[Stored data entries]
== == ==

//! Move generation: pseudo-legal, capture-only, castles, and the
//! legality filter.
//!
//! Generation order is pawns, knights, bishops, rooks, queens, king,
//! castles, pop-LSB within each type. The enemy king is excluded from
//! every target mask, so a king capture is never emitted.

use super::attack_tables::{
    bishop_attacks, queen_attacks, rook_attacks, KING_ATTACKS, KNIGHT_ATTACKS, PAWN_ATTACKS,
    PAWN_PUSHES,
};
use super::eval_state::ep_victim_square;
use super::state::Board;
use super::types::{
    bit_for_square, Bitboard, Color, Move, MoveList, Piece, Square, CASTLE_BLACK_K,
    CASTLE_BLACK_Q, CASTLE_WHITE_K, CASTLE_WHITE_Q, PROMOTION_PIECES,
};
//! Castling rights.

#[cfg(feature = "serde")]
use serde::{Deserialize, Serialize};

use super::piece::Color;

pub(crate) const CASTLE_WHITE_K: u8 = 1 << 0;
pub(crate) const CASTLE_WHITE_Q: u8 = 1 << 1;
pub(crate) const CASTLE_BLACK_K: u8 = 1 << 2;
pub(crate) const CASTLE_BLACK_Q: u8 = 1 << 3;

const ALL_CASTLING_RIGHTS: u8 = CASTLE_WHITE_K | CASTLE_WHITE_Q | CASTLE_BLACK_K | CASTLE_BLACK_Q;

/// Per-square rights mask: `rights &= CASTLING_MASK[from] & CASTLING_MASK[to]`
/// after every move. A right disappears the first time the king leaves its
/// origin square or a rook leaves (or is captured on) its corner.
#[rustfmt::skip]
pub(crate) const CASTLING_MASK: [u8; 64] = [
    13, 15, 15, 15, 12, 15, 15, 14, // rank 1: a1 clears WQ, e1 clears WK|WQ, h1 clears WK
    15, 15, 15, 15, 15, 15, 15, 15,
    15, 15, 15, 15, 15, 15, 15, 15,
    15, 15, 15, 15, 15, 15, 15, 15,
    15, 15, 15, 15, 15, 15, 15, 15,
    15, 15, 15, 15, 15, 15, 15, 15,
    15, 15, 15, 15, 15, 15, 15, 15,
     7, 15, 15, 15,  3, 15, 15, 11, // rank 8: a8 clears BQ, e8 clears BK|BQ, h8 clears BK
];

/// Castling rights represented as a bitmask
#[derive(Clone, Copy, Debug, PartialEq, Eq, Hash, Default)]
#[cfg_attr(feature = "serde", derive(Serialize, Deserialize))]
pub struct CastlingRights(u8);

impl CastlingRights {
    /// No castling rights
    #[must_use]
    pub const fn none() -> Self {
        CastlingRights(0)
    }

    /// All castling rights (both sides can castle kingside and queenside)
    #[must_use]
    pub const fn all() -> Self {
        CastlingRights(ALL_CASTLING_RIGHTS)
    }

    /// Check if a specific castling right is set
    #[inline]
    #[must_use]
    pub const fn has(self, color: Color, kingside: bool) -> bool {
        self.0 & Self::bit_for(color, kingside) != 0
    }

    /// Get the raw bitmask value (for Zobrist hashing)
    #[inline]
    #[must_use]
    pub const fn as_u8(self) -> u8 {
        self.0
    }

    /// Create from raw bitmask value
    #[inline]
    #[must_use]
    pub const fn from_u8(value: u8) -> Self {
        CastlingRights(value)
    }

    #[inline]
    const fn bit_for(color: Color, kingside: bool) -> u8 {
        match (color, kingside) {
            (Color::White, true) => CASTLE_WHITE_K,
            (Color::White, false) => CASTLE_WHITE_Q,
            (Color::Black, true) => CASTLE_BLACK_K,
            (Color::Black, false) => CASTLE_BLACK_Q,
        }
    }
}
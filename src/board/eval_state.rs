//! Incrementally-maintained evaluation accumulator.
//!
//! Tracks per-side PST sums (middlegame and endgame), material, the game
//! phase, the pawn-only Zobrist key, and the king squares. `apply` /
//! `revert` are exact inverses, so a make/unmake round trip restores the
//! accumulator bit-for-bit.
//!
//! The stored phase is deliberately unclamped (two queens after a
//! promotion push it past the opening total); it is saturated at the
//! point of use in the taper. Clamping here would make promotion
//! sequences irreversible.

use crate::zobrist::ZOBRIST;

use super::pst::{pst_square, MATERIAL, PHASE_WEIGHTS, PST_EG, PST_MG};
use super::types::{Color, Move, Piece, Square};

#[derive(Clone, Copy, Debug, PartialEq, Eq)]
pub struct EvalState {
    pub(crate) mg_pst: [i32; 2],
    pub(crate) eg_pst: [i32; 2],
    pub(crate) piece_val: [i32; 2],
    pub(crate) phase: i32,
    pub(crate) pawn_key: u64,
    pub(crate) king_sq: [Square; 2],
}

impl EvalState {
    pub(crate) fn zeroed() -> Self {
        EvalState {
            mg_pst: [0; 2],
            eg_pst: [0; 2],
            piece_val: [0; 2],
            phase: 0,
            pawn_key: 0,
            king_sq: [Square::from_index(0); 2],
        }
    }

    #[inline]
    pub(crate) fn add_piece(&mut self, piece: Piece, sq: Square, color: Color) {
        let c = color.index();
        let p = piece.index();
        let mirror = pst_square(sq.index(), color == Color::White);

        self.mg_pst[c] += PST_MG[p][mirror];
        self.eg_pst[c] += PST_EG[p][mirror];
        self.piece_val[c] += MATERIAL[p];
        self.phase += PHASE_WEIGHTS[p];

        if piece == Piece::Pawn {
            self.pawn_key ^= ZOBRIST.piece_key(Piece::Pawn, color, sq);
        } else if piece == Piece::King {
            self.king_sq[c] = sq;
        }
    }

    #[inline]
    pub(crate) fn remove_piece(&mut self, piece: Piece, sq: Square, color: Color) {
        let c = color.index();
        let p = piece.index();
        let mirror = pst_square(sq.index(), color == Color::White);

        self.mg_pst[c] -= PST_MG[p][mirror];
        self.eg_pst[c] -= PST_EG[p][mirror];
        self.piece_val[c] -= MATERIAL[p];
        self.phase -= PHASE_WEIGHTS[p];

        if piece == Piece::Pawn {
            self.pawn_key ^= ZOBRIST.piece_key(Piece::Pawn, color, sq);
        }
    }

    /// Update the accumulator for a move about to be played by `us`.
    pub(crate) fn apply(&mut self, m: Move, us: Color) {
        let them = us.opponent();
        let from = m.from();
        let to = m.to();

        self.remove_piece(m.piece(), from, us);

        if m.is_en_passant() {
            self.remove_piece(Piece::Pawn, ep_victim_square(to, us), them);
        } else if let Some(victim) = m.captured() {
            self.remove_piece(victim, to, them);
        }

        let arriving = m.promotion().unwrap_or(m.piece());
        self.add_piece(arriving, to, us);

        if m.is_castling() {
            let (rook_from, rook_to) = castle_rook_squares(m, us);
            self.remove_piece(Piece::Rook, rook_from, us);
            self.add_piece(Piece::Rook, rook_to, us);
        }
    }

    /// Exact inverse of [`apply`](Self::apply), for unmake.
    pub(crate) fn revert(&mut self, m: Move, us: Color) {
        let them = us.opponent();
        let from = m.from();
        let to = m.to();

        if m.is_castling() {
            let (rook_from, rook_to) = castle_rook_squares(m, us);
            self.remove_piece(Piece::Rook, rook_to, us);
            self.add_piece(Piece::Rook, rook_from, us);
        }

        let arriving = m.promotion().unwrap_or(m.piece());
        self.remove_piece(arriving, to, us);

        if m.is_en_passant() {
            self.add_piece(Piece::Pawn, ep_victim_square(to, us), them);
        } else if let Some(victim) = m.captured() {
            self.add_piece(victim, to, them);
        }

        self.add_piece(m.piece(), from, us);
    }
}

/// The pawn captured en passant sits behind the target square.
#[inline]
pub(crate) fn ep_victim_square(to: Square, us: Color) -> Square {
    match us {
        Color::White => Square::from_index(to.index() - 8),
        Color::Black => Square::from_index(to.index() + 8),
    }
}

/// Rook origin and destination for a castle move by `us`.
#[inline]
pub(crate) fn castle_rook_squares(m: Move, us: Color) -> (Square, Square) {
    let rank = if us == Color::White { 0 } else { 7 };
    if m.is_castle_kingside() {
        (Square::new(rank, 7), Square::new(rank, 5))
    } else {
        (Square::new(rank, 0), Square::new(rank, 3))
    }
}
//! FEN parsing and serialization tests.

use crate::board::{Board, Color, FenError, Piece, Square};

#[test]
fn test_startpos_fields() {
    let board = Board::new();
    assert_eq!(board.side_to_move(), Color::White);
    assert_eq!(board.halfmove_clock(), 0);
    assert_eq!(board.fullmove_number(), 1);
    assert_eq!(board.en_passant_target(), None);
    assert_eq!(
        board.piece_at(Square::new(0, 4)),
        Some((Color::White, Piece::King))
    );
    assert_eq!(board.occupied().popcount(), 32);
    assert!(board.castling().has(Color::White, true));
    assert!(board.castling().has(Color::Black, false));
}

#[test]
fn test_round_trip_preserves_all_six_fields() {
    let fens = [
        "rnbqkbnr/pppppppp/8/8/8/8/PPPPPPPP/RNBQKBNR w KQkq - 0 1",
        "r3k2r/p1ppqpb1/bn2pnp1/3PN3/1p2P3/2N2Q1p/PPPBBPPP/R3K2R w KQkq - 0 1",
        "rnbqkbnr/ppp1p1pp/8/3pPp2/8/8/PPPP1PPP/RNBQKBNR w KQkq f6 0 3",
        "8/2p5/3p4/KP5r/1R3p1k/8/4P1P1/8 b - - 12 42",
        "4k3/8/8/8/8/8/8/4K2R w K - 99 120",
    ];
    for fen in fens {
        let board = Board::from_fen(fen);
        assert_eq!(board.to_fen(), fen, "round trip broke for {fen}");
        // Parse the serialized form again: identical state
        let reparsed = Board::from_fen(&board.to_fen());
        assert_eq!(reparsed.hash(), board.hash());
        assert_eq!(reparsed.castling_rights, board.castling_rights);
        assert_eq!(reparsed.halfmove_clock(), board.halfmove_clock());
        assert_eq!(reparsed.fullmove_number(), board.fullmove_number());
    }
}

#[test]
fn test_invalid_fens_are_rejected() {
    assert!(matches!(
        Board::try_from_fen("8/8/8/8 w"),
        Err(FenError::TooFewParts { .. })
    ));
    assert!(matches!(
        Board::try_from_fen("rnbqkbnr/pppppppp/8/8/8/8/PPPPPPPP/RNBQKBNR x KQkq - 0 1"),
        Err(FenError::InvalidSideToMove { .. })
    ));
    assert!(matches!(
        Board::try_from_fen("rnbqkbnr/pppppppp/8/8/8/8/PPPPPPPP/RNBQKBNR w XQkq - 0 1"),
        Err(FenError::InvalidCastling { .. })
    ));
    assert!(matches!(
        Board::try_from_fen("rnbqkbnr/pppppppp/8/8/8/8/PPPPPPPP/RNBQKBNR w KQkq e9 0 1"),
        Err(FenError::InvalidEnPassant { .. })
    ));
    assert!(matches!(
        Board::try_from_fen("rnbqxbnr/pppppppp/8/8/8/8/PPPPPPPP/RNBQKBNR w KQkq - 0 1"),
        Err(FenError::InvalidPiece { .. })
    ));
    // No kings
    assert!(matches!(
        Board::try_from_fen("8/8/8/8/8/8/8/8 w - - 0 1"),
        Err(FenError::BadKingCount { .. })
    ));
}

#[test]
fn test_parse_move_accepts_legal_rejects_illegal() {
    let mut board = Board::new();
    let m = board.parse_move("e2e4").unwrap();
    assert_eq!(m.to_string(), "e2e4");
    assert!(m.is_double_push());

    assert!(board.parse_move("e2e5").is_err());
    assert!(board.parse_move("e9e4").is_err());
    assert!(board.parse_move("e2").is_err());
    assert!(board.parse_move("e7e8k").is_err());
}

#[test]
fn test_parse_move_promotion_letter() {
    let mut board = Board::from_fen("4k3/2P5/8/8/8/8/8/4K3 w - - 0 1");
    let m = board.parse_move("c7c8n").unwrap();
    assert_eq!(m.promotion(), Some(Piece::Knight));
    // Bare c7c8 is not a legal move: the promotion piece is mandatory
    assert!(board.parse_move("c7c8").is_err());
}

#[test]
fn test_illegal_move_leaves_board_untouched() {
    let mut board = Board::new();
    let fen = board.to_fen();
    let hash = board.hash();
    assert!(board.play_uci("e2e5").is_err());
    assert_eq!(board.to_fen(), fen);
    assert_eq!(board.hash(), hash);
}

#[test]
fn test_every_legal_move_round_trips_through_uci() {
    let positions = [
        "rnbqkbnr/pppppppp/8/8/8/8/PPPPPPPP/RNBQKBNR w KQkq - 0 1",
        "r3k2r/p1ppqpb1/bn2pnp1/3PN3/1p2P3/2N2Q1p/PPPBBPPP/R3K2R w KQkq - 0 1",
        "rnbqkbnr/ppp1p1pp/8/3pPp2/8/8/PPPP1PPP/RNBQKBNR w KQkq f6 0 3",
        "4k3/2P5/8/8/8/8/8/4K3 w - - 0 1",
    ];
    for fen in positions {
        let board = Board::from_fen(fen);
        for &m in board.generate_legal().iter() {
            let parsed = board.parse_move(&m.to_string()).unwrap();
            assert_eq!(parsed, m, "UCI round trip broke for {m} in {fen}");
        }
    }
}

#[test]
fn test_fullmove_counter_advances_after_black() {
    let mut board = Board::new();
    assert_eq!(board.fullmove_number(), 1);
    board.play_uci("e2e4").unwrap();
    assert_eq!(board.fullmove_number(), 1);
    board.play_uci("e7e5").unwrap();
    assert_eq!(board.fullmove_number(), 2);
}
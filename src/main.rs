fn main() {
    krait::uci::run_uci_loop();
}
//! Piece and color types.

use std::fmt;

#[cfg(feature = "serde")]
use serde::{Deserialize, Serialize};

/// Chess piece types.
#[derive(Clone, Copy, PartialEq, Eq, Hash, Debug)]
#[cfg_attr(feature = "serde", derive(Serialize, Deserialize))]
pub enum Piece {
    Pawn,
    Knight,
    Bishop,
    Rook,
    Queen,
    King,
}

/// Sentinel for "no piece" in packed encodings (mailbox, Move fields).
/// Never appears as a `Piece` enum value.
pub(crate) const NO_PIECE: u8 = 6;

/// Mailbox sentinel: `(no color << 3) | no piece`.
pub(crate) const EMPTY_SQ: u8 = (2 << 3) | NO_PIECE;

impl Piece {
    /// All piece types, in index order
    pub(crate) const ALL: [Piece; 6] = [
        Piece::Pawn,
        Piece::Knight,
        Piece::Bishop,
        Piece::Rook,
        Piece::Queen,
        Piece::King,
    ];

    #[inline]
    #[must_use]
    pub(crate) const fn index(self) -> usize {
        match self {
            Piece::Pawn => 0,
            Piece::Knight => 1,
            Piece::Bishop => 2,
            Piece::Rook => 3,
            Piece::Queen => 4,
            Piece::King => 5,
        }
    }

    /// Decode from a 0-5 index. Returns `None` for the `NO_PIECE` sentinel
    /// and anything else out of range.
    #[inline]
    #[must_use]
    pub(crate) const fn from_index(idx: u8) -> Option<Piece> {
        match idx {
            0 => Some(Piece::Pawn),
            1 => Some(Piece::Knight),
            2 => Some(Piece::Bishop),
            3 => Some(Piece::Rook),
            4 => Some(Piece::Queen),
            5 => Some(Piece::King),
            _ => None,
        }
    }

    /// Parse a piece from a character (p, n, b, r, q, k in either case)
    #[must_use]
    pub fn from_char(c: char) -> Option<Piece> {
        match c.to_ascii_lowercase() {
            'p' => Some(Piece::Pawn),
            'n' => Some(Piece::Knight),
            'b' => Some(Piece::Bishop),
            'r' => Some(Piece::Rook),
            'q' => Some(Piece::Queen),
            'k' => Some(Piece::King),
            _ => None,
        }
    }

    /// Convert piece to lowercase character
    #[inline]
    #[must_use]
    pub const fn to_char(self) -> char {
        match self {
            Piece::Pawn => 'p',
            Piece::Knight => 'n',
            Piece::Bishop => 'b',
            Piece::Rook => 'r',
            Piece::Queen => 'q',
            Piece::King => 'k',
        }
    }

    /// Convert piece to character with case based on color (uppercase for White)
    #[inline]
    #[must_use]
    pub fn to_fen_char(self, color: Color) -> char {
        let c = self.to_char();
        if color == Color::White {
            c.to_ascii_uppercase()
        } else {
            c
        }
    }

    /// Standard material value in centipawns.
    #[inline]
    #[must_use]
    pub const fn value(self) -> i32 {
        match self {
            Piece::Pawn => 100,
            Piece::Knight => 320,
            Piece::Bishop => 330,
            Piece::Rook => 500,
            Piece::Queen => 900,
            Piece::King => 20000,
        }
    }
}

/// Promotion piece choices in order of typical preference (queen first)
pub(crate) const PROMOTION_PIECES: [Piece; 4] =
    [Piece::Queen, Piece::Knight, Piece::Rook, Piece::Bishop];

/// Chess colors.
#[derive(Clone, Copy, PartialEq, Eq, Hash, Debug)]
#[cfg_attr(feature = "serde", derive(Serialize, Deserialize))]
pub enum Color {
    White,
    Black,
}

impl Color {
    #[inline]
    #[must_use]
    pub(crate) const fn index(self) -> usize {
        match self {
            Color::White => 0,
            Color::Black => 1,
        }
    }

    /// Returns the opposite color
    #[inline]
    #[must_use]
    pub const fn opponent(self) -> Color {
        match self {
            Color::White => Color::Black,
            Color::Black => Color::White,
        }
    }
}

impl fmt::Display for Color {
    fn fmt(&self, f: &mut fmt::Formatter<'_>) -> fmt::Result {
        match self {
            Color::White => write!(f, "White"),
            Color::Black => write!(f, "Black"),
        }
    }
}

== == ==

Task statement: An exact copy of the lines above between the line holding "pub(crate) mg_pst: [i32;" and the line holding "pub(crate) fn add_piece(&mut", inclusive, is the whole answer.

Solution:
    pub(crate) mg_pst: [i32; 2],
    pub(crate) eg_pst: [i32; 2],
    pub(crate) piece_val: [i32; 2],
    pub(crate) phase: i32,
    pub(crate) pawn_key: u64,
    pub(crate) king_sq: [Square; 2],
}

impl EvalState {
    pub(crate) fn zeroed() -> Self {
        EvalState {
            mg_pst: [0; 2],
            eg_pst: [0; 2],
            piece_val: [0; 2],
            phase: 0,
            pawn_key: 0,
            king_sq: [Square::from_index(0); 2],
        }
    }

    #[inline]
    pub(crate) fn add_piece(&mut self, piece: Piece, sq: Square, color: Color) {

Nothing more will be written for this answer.